Mais ils ont aussi compris que, en tant que protagoniste, Julie était naturellement mécontente d’avoir été ainsi ignorée.

Le nez d’Anne était légèrement rouge et des larmes ont lentement coulé de ses yeux.

« Désolée, Julie a dû se fâcher contre moi, c’est pour ça qu’elle boude », a-t-elle dit.

« C’est de ma faute, j’ai causé des ennuis à tout le monde, je ferais mieux de partir », a-t-elle ajouté.

Puis elle a pris Fifi dans ses bras et elles sont sorties de l’hôtel.

Léo est resté figé, ressentant un étrange sentiment de culpabilité, mais pas envers Anne.

C’était plutôt parce qu’il avait complètement oublié d’aller chercher Julie.

Il a rapidement réfléchi à une façon de réparer cela, mais en voyant Anne partir, il a cédé.

Il est sorti en courant et les a ramenées.

« Anne, il n’y a qu’un hôtel dans les environs. Restez ici ce soir, demain je vous ramènerai », a-t-il dit.

La réceptionniste a exprimé ses difficultés : avec l’afflux récent de touristes, il n’y avait plus de chambres disponibles.

Léo a réfléchi un instant, puis a ordonné fermement :

« Julie a réservé une suite présidentielle ici, donne-moi la carte de la chambre ! »
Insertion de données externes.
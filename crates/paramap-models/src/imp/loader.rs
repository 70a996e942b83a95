//! Extern mapping from the HuggingFace Imp checkpoint

use super::{ImpConfig, ImpForCausalLM};
use crate::ModelDefinition;
use paramap_common::Result;
use paramap_loader::{ExternMapping, MappingBuilder};
use paramap_quantization::{Quantization, QuantizeStrategy};
use tracing::debug;

/// Source name of a destination the explicit renames left over
fn checkpoint_name(name: &str) -> Option<String> {
    match name.split_once('.') {
        Some(("language_model", rest)) => Some(rest.to_string()),
        Some(("vision_tower", _)) => Some(format!("transformer.vision_tower.{name}")),
        _ => None,
    }
}

pub fn huggingface(config: &ImpConfig, quantization: &Quantization) -> Result<ExternMapping> {
    let model = ImpForCausalLM::new(config.clone());
    let params = model.named_parameters()?.cast_floats(quantization.model_dtype());
    let mut builder = MappingBuilder::new(&params);

    builder.add("language_model.transformer.embd.weight", "transformer.embd.wte.weight")?;
    for (dst, src) in [("linear_1", "0"), ("linear_2", "2")] {
        for param in ["bias", "weight"] {
            builder.add(
                format!("multi_modal_projector.{dst}.{param}"),
                format!("transformer.mm_projector.{src}.{param}"),
            )?;
        }
    }

    let swept = builder.fill_remaining(checkpoint_name)?;
    debug!(swept = swept.len(), "imp huggingface prefix sweep");
    builder.finish()
}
La réceptionniste a hésité un instant, puis a secoué la tête.

« Désolée, monsieur, sans l’accord de Mme Dubois, nous ne pouvons pas vous remettre la carte ! »

Le visage de Léo s’est alors teinté de colère. Il a sorti son certificat de mariage et l’a jeté sur le comptoir.

« Je suis le mari de Julie, j’ai le droit d’utiliser cette chambre ! »

La réceptionniste a regardé le certificat plusieurs fois, puis a appelé Julie.

Bien sûr, Julie n’a pas répondu. La réceptionniste a secoué la tête.

Léo a alors élevé la voix : « Si tu refuses, je contacterai le siège pour me plaindre. Avec un seul mot de ma part, Julie ne renouvellera pas son contrat avec vous l’an prochain ! »

Anne a sangloté doucement.

« Laisse tomber, Léo, Julie ne m’a jamais aimée, comment pourrait-elle me laisser utiliser sa chambre ? »

« Ce n’est pas grave si je n’ai pas de place pour dormir, mais que va-t-on faire de Fifi ? »

Cette remarque a immédiatement mis Léo en colère. Il a commencé à envoyer des messages à Julie.

« Julie, tu as vraiment exagéré cette fois ! »

« Si tu es fâchée, tu peux te défouler sur moi, mais pourquoi t’en prendre à Anne ? »

« Je vais m’excuser pour mes erreurs, maintenant fais ouvrir la chambre à Anne ! »

Mais tout ce qu’il a reçu en retour, c’était un long silence.

Léo s’est senti coupable. Auparavant, même quand Julie était fâchée, elle ne l’ignorait jamais.

À ce moment-là, Fifi a tendu sa petite main au bon moment.

« Tonton Léo, un câlin ! »

Anne avait l’air désolée.

« Désolée, Léo, Fifi n’a jamais eu de père, c’est la première fois qu’elle voyage loin, elle a très peur… »

Le cœur de Léo s’est calmé. Même s’il devait s’excuser auprès de Julie, il n’avait pas besoin de le faire ce soir.

De plus, Julie devait sûrement être encore en colère, s’approcher maintenant risquait de tout gâcher.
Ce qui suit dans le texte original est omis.